Truth escaped at the age of 29 with her infant daughter. After the New York Anti-Slavery Law was passed a year later, Truth’s former master illegally sold her 5-year-old son. She took him to court and became the first African-American woman to sue a white man and win.
Truth moved to New York City in 1828, where she worked for a local minister. By the early 1830s, she participated in the religious revivals that were sweeping the state and became a charismatic speaker. In 1843, she declared that the Spirit called on her to preach the truth, renaming herself Sojourner Truth.
In 1850, Truth spoke at the first National Women’s Rights Convention in Worcester, Massachusetts. She soon began touring regularly with abolitionist George Thompson, speaking to large crowds on the subjects of slavery and human rights.
In May 1851, at the Ohio Women’s Rights Convention in Akron, Truth gave her most famous speech in which she shared the unique discrimination she faced as a Black woman and asked the rhetorical question “Ain’t I a Woman?”
Sojourner Truth devoted her life to the abolitionist cause and helped to recruit Black troops for the Union Army. Although Truth began her career as an abolitionist, the reform causes she sponsored were broad and varied, including prison reform, property rights and universal suffrage.
Mary Prince was born in 1788, to an enslaved family in Bermuda. She was sold to a number of brutal owners and suffered terrible treatment. In 1815 Mary was sold to the Wood family in Antigua. There she joined the Moravian Church where she attended classes and learned to read.
In December 1826, she secretly married Daniel James, a former slave who had bought his freedom and worked as a carpenter. Mary was punished by her master for marrying a free black man. Two years later she was separated from her husband after her master took her to live in England.
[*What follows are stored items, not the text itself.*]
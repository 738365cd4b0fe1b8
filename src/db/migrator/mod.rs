use sea_orm_migration::prelude::*;

mod m20260301_create_auth_tokens;
mod m20260301_create_users;

pub struct Migrator;

#[async_trait::async_trait]
impl MigratorTrait for Migrator {
    fn migrations() -> Vec<Box<dyn MigrationTrait>> {
        vec![
            Box::new(m20260301_create_users::Migration),
            Box::new(m20260301_create_auth_tokens::Migration),
        ]
    }
}
use crate::config::SecurityConfig;
use crate::domain::{Account, NewAccount, Privileges, UserId};
use anyhow::Result;
use sea_orm::{ConnectOptions, ConnectionTrait, Database, DatabaseConnection, Statement};
use std::path::Path;
use std::time::Duration;
use tracing::info;

pub mod migrator;
pub mod repositories;

pub use repositories::user::CreateUserError;

#[derive(Clone)]
pub struct Store {
    pub conn: DatabaseConnection,
}

impl Store {
    pub async fn with_pool_options(
        db_url: &str,
        max_connections: u32,
        min_connections: u32,
    ) -> Result<Self> {
        use sea_orm_migration::MigratorTrait;

        if !db_url.contains(":memory:") {
            let path_str = db_url.trim_start_matches("sqlite:");
            if let Some(parent) = Path::new(path_str).parent() {
                tokio::fs::create_dir_all(parent).await.ok();
            }
            if !Path::new(path_str).exists() {
                std::fs::File::create(path_str)?;
            }
        }

        let mut opt = ConnectOptions::new(db_url.to_string());
        opt.max_connections(max_connections)
            .min_connections(min_connections)
            .connect_timeout(Duration::from_secs(10))
            .acquire_timeout(Duration::from_secs(10))
            .idle_timeout(Duration::from_secs(300))
            .max_lifetime(Duration::from_secs(600))
            .sqlx_logging(false);

        let conn = Database::connect(opt).await?;

        migrator::Migrator::up(&conn, None).await?;

        info!(
            "Database connected & migrations applied (pool: {}-{})",
            min_connections, max_connections
        );

        Ok(Self { conn })
    }

    pub async fn ping(&self) -> Result<()> {
        let backend = self.conn.get_database_backend();
        self.conn
            .query_one(Statement::from_string(backend, "SELECT 1".to_string()))
            .await?;
        Ok(())
    }

    // ========== User Repository Methods ==========

    #[must_use]
    pub fn user_repo(&self) -> repositories::user::UserRepository {
        repositories::user::UserRepository::new(self.conn.clone())
    }

    fn token_repo(&self) -> repositories::token::TokenRepository {
        repositories::token::TokenRepository::new(self.conn.clone())
    }

    /// Create a regular account: active, not staff, not superuser.
    pub async fn create_user(
        &self,
        email: &str,
        password: Option<&str>,
        attributes: &NewAccount,
        config: &SecurityConfig,
    ) -> Result<Account, CreateUserError> {
        self.user_repo()
            .create(email, password, attributes, Privileges::regular(), config)
            .await
    }

    /// Create an administrative account: active, staff and superuser.
    pub async fn create_superuser(
        &self,
        email: &str,
        password: Option<&str>,
        attributes: &NewAccount,
        config: &SecurityConfig,
    ) -> Result<Account, CreateUserError> {
        self.user_repo()
            .create(
                email,
                password,
                attributes,
                Privileges::administrative(),
                config,
            )
            .await
    }

    pub async fn get_user_by_email(&self, email: &str) -> Result<Option<Account>> {
        self.user_repo().get_by_email(email).await
    }

    pub async fn get_user_by_email_with_password(
        &self,
        email: &str,
    ) -> Result<Option<(Account, String)>> {
        self.user_repo().get_by_email_with_password(email).await
    }

    pub async fn get_user_by_id(&self, id: UserId) -> Result<Option<Account>> {
        self.user_repo().get_by_id(id).await
    }

    pub async fn verify_user_credentials(
        &self,
        email: &str,
        password: &str,
        config: &SecurityConfig,
    ) -> Result<Option<Account>> {
        self.user_repo()
            .verify_credentials(email, password, config)
            .await
    }

    pub async fn record_user_login(&self, id: UserId) -> Result<()> {
        self.user_repo().record_login(id).await
    }

    // ========== Token Repository Methods ==========

    pub async fn get_or_create_token(&self, user_id: UserId) -> Result<String> {
        self.token_repo().get_or_create(user_id).await
    }

    pub async fn get_user_token(&self, user_id: UserId) -> Result<Option<String>> {
        self.token_repo().get_for_user(user_id).await
    }

    pub async fn find_account_by_token(&self, key: &str) -> Result<Option<Account>> {
        self.token_repo().find_account(key).await
    }
}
She eventually ran away and found freedom, but only in England.
The UK had abolished slavery on home soil after the passage of the Slave Trade Act in 1808 but had allowed the cruel practice to continue in the Caribbean islands. She could not return to her husband as she risked being sold back into slavery.
Instead, Mary spent her time campaigning against slavery, working alongside the Anti-Slavery Society and taking employment with Thomas Pringle, an abolitionist writer and Secretary to the Anti-Slavery Society.
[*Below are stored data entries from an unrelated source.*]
use axum::{
    Json,
    extract::rejection::JsonRejection,
    http::StatusCode,
    response::{IntoResponse, Response},
};
use std::fmt;

use super::ApiResponse;
use crate::services::AccountError;

const INVALID_BODY_MESSAGE: &str = "Invalid request body";

#[derive(Debug)]
pub enum ApiError {
    NotFound(String),

    DatabaseError(String),

    ValidationError(String),

    InternalError(String),

    Unauthorized(String),
}

impl fmt::Display for ApiError {
    fn fmt(&self, f: &mut fmt::Formatter<'_>) -> fmt::Result {
        match self {
            ApiError::NotFound(msg) => write!(f, "Not found: {}", msg),
            ApiError::DatabaseError(msg) => write!(f, "Database error: {}", msg),
            ApiError::ValidationError(msg) => write!(f, "Validation error: {}", msg),
            ApiError::InternalError(msg) => write!(f, "Internal error: {}", msg),
            ApiError::Unauthorized(msg) => write!(f, "Unauthorized: {}", msg),
        }
    }
}

impl std::error::Error for ApiError {}

impl IntoResponse for ApiError {
    fn into_response(self) -> Response {
        let (status, error_message) = match &self {
            ApiError::NotFound(msg) => (StatusCode::NOT_FOUND, msg.clone()),
            ApiError::DatabaseError(msg) => {
                tracing::error!("Database error: {}", msg);
                (
                    StatusCode::INTERNAL_SERVER_ERROR,
                    "A database error occurred".to_string(),
                )
            }
            ApiError::ValidationError(msg) => (StatusCode::BAD_REQUEST, msg.clone()),
            ApiError::InternalError(msg) => {
                tracing::error!("Internal error: {}", msg);
                (
                    StatusCode::INTERNAL_SERVER_ERROR,
                    "An internal error occurred".to_string(),
                )
            }
            ApiError::Unauthorized(msg) => (StatusCode::UNAUTHORIZED, msg.clone()),
        };

        let body = ApiResponse::<()>::error(error_message);
        (status, Json(body)).into_response()
    }
}

impl From<anyhow::Error> for ApiError {
    fn from(err: anyhow::Error) -> Self {
        ApiError::InternalError(err.to_string())
    }
}

impl From<AccountError> for ApiError {
    fn from(err: AccountError) -> Self {
        match err {
            AccountError::Validation(msg) => ApiError::ValidationError(msg),
            AccountError::DuplicateEmail => {
                ApiError::validation("email: user with this email already exists")
            }
            AccountError::InvalidCredentials => {
                ApiError::validation("Unable to authenticate with provided credentials")
            }
            AccountError::Unauthorized => {
                ApiError::Unauthorized("Invalid or missing token".to_string())
            }
            AccountError::NotFound => ApiError::NotFound("User not found".to_string()),
            AccountError::Database(msg) => ApiError::DatabaseError(msg),
            AccountError::Internal(msg) => ApiError::InternalError(msg),
        }
    }
}

/// Malformed or missing JSON bodies are client errors like any other validation failure.
/// The rejection text can quote submitted values, so it only goes to the debug log.
impl From<JsonRejection> for ApiError {
    fn from(rejection: JsonRejection) -> Self {
        tracing::debug!(status = %rejection.status(), detail = %rejection.body_text(), "Rejected request body");
        ApiError::validation(INVALID_BODY_MESSAGE)
    }
}

impl ApiError {
    pub fn validation(msg: impl Into<String>) -> Self {
        ApiError::ValidationError(msg.into())
    }
}

#[cfg(test)]
mod tests {
    use super::*;

    #[test]
    fn test_account_errors_map_to_client_errors() {
        let cases = [
            (AccountError::DuplicateEmail, StatusCode::BAD_REQUEST),
            (AccountError::InvalidCredentials, StatusCode::BAD_REQUEST),
            (
                AccountError::Validation("bad".to_string()),
                StatusCode::BAD_REQUEST,
            ),
            (AccountError::Unauthorized, StatusCode::UNAUTHORIZED),
            (AccountError::NotFound, StatusCode::NOT_FOUND),
            (
                AccountError::Database("locked".to_string()),
                StatusCode::INTERNAL_SERVER_ERROR,
            ),
        ];

        for (err, expected) in cases {
            let response = ApiError::from(err).into_response();
            assert_eq!(response.status(), expected);
        }
    }

    #[tokio::test]
    async fn test_json_rejection_does_not_echo_submitted_values() {
        use axum::{body::Body, extract::FromRequest, http::Request};
        use http_body_util::BodyExt;

        #[derive(Debug, serde::Deserialize)]
        #[allow(dead_code)]
        struct Login {
            password: String,
        }

        let request = Request::builder()
            .method("POST")
            .header("Content-Type", "application/json")
            .body(Body::from(r#"{"password": 98765432}"#))
            .unwrap();

        let rejection = Json::<Login>::from_request(request, &())
            .await
            .unwrap_err();
        let response = ApiError::from(rejection).into_response();
        assert_eq!(response.status(), StatusCode::BAD_REQUEST);

        let body = response.into_body().collect().await.unwrap().to_bytes();
        let body = String::from_utf8(body.to_vec()).unwrap();
        assert!(!body.contains("98765432"));
        assert!(body.contains(INVALID_BODY_MESSAGE));
    }
}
She became the first woman to present an anti-slavery petition to Parliament and the first black woman to write and publish an autobiography in England, ‘The History of Mary Prince: A West Indian Slave’. The book was a key part of the anti-slavery campaign. It made people in Britain aware that, although the Slave Trade had been made illegal, the horrors of life on the plantations continued for so many people.
In 2012, Bermuda named Mary Prince a National Hero.
5 more abolitionists
Marie Sainte Dédée Bazile
Dédée Bazile joined the Haitian resistance where she met Jean-Jacques Dessalines and other slavery abolitionists. She made her living providing food and supplies to the soldiers in Dessalines camp.
Harriet Tubman escaped slavery and freed many slaves through her underground railroad. She was a freedom fighter and played an active role in the women’s suffrage movement
Ida B Wells
Some eighty years before Rosa Parks refused to move to the back of a bus in Montgomery, Alabama, 22-year-old Wells refused to move out of the train seat that she had paid for.